The Internet of Things (IoT) has the potential to revolutionise the water industry, as more and more of its technology is connected to the web

The Internet of Things could be used to connect systems across the water cycleThe Internet of Things could be used to connect systems across the water cycle

by Laurie Reynolds, Managing Director, Aquamatix

The possibilities of a connected world are almost limitless. There are already more machines connected to the internet than people, and many more connected products will enter our lives over the next few years as embedded micro-electronics proliferate in everyday things. Personal fitness monitors, white goods, cars, turbo-generators and water quality sensors, to pick a few examples.

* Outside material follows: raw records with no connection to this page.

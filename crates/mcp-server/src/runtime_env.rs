use haswell_dispatch::WorkflowTarget;
use std::env;
use std::path::PathBuf;

/// Overrides the `gh` executable (name resolved via PATH, or an absolute path).
pub const GH_BIN_ENV: &str = "HASWELL_OPS_GH_BIN";

/// Process configuration, resolved once before serving starts.
#[derive(Debug, Clone, PartialEq, Eq)]
pub struct RuntimeConfig {
    pub target: WorkflowTarget,
    pub applied_env: Vec<String>,
}

pub fn load() -> RuntimeConfig {
    let mut target = WorkflowTarget::default();
    let mut applied_env = Vec::new();

    if let Some(program) = env_path(GH_BIN_ENV) {
        target = target.with_program(program);
        applied_env.push(GH_BIN_ENV.to_string());
    }

    RuntimeConfig {
        target,
        applied_env,
    }
}

fn env_path(key: &str) -> Option<PathBuf> {
    let value = env::var_os(key)?;
    let value = value.to_string_lossy();
    let trimmed = value.trim();
    if trimmed.is_empty() {
        None
    } else {
        Some(PathBuf::from(trimmed))
    }
}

This phenomenon is called the Internet of Things (IoT) and the intelligent systems which will be created will change our lives in profound ways. This article sets out to explain what the IoT is, and illustrate some applications in the water industry.

The term ‘Internet of Things’ is not new; it is attributed to Kevin Ashton of Google in 1999, but has captured people’s imagination and supported lots of new conferences in 2014. It even replaced Big Data at the peak of ‘inflated expectations’ in Gartner’s 2014 Emerging Technologies Hype Cycle.

Other terms which are used synonymously with IoT are machine-to-machine (M2M) communications, Web of Things, Industry 4.0, Industrial Internet (of Things), smart systems, pervasive computing and intelligent systems. All terms which reflect the idea that intelligent software embedded in Things are able to communicate their state, condition and actions to other machines and humans, and will create value which has not been possible or economic hitherto.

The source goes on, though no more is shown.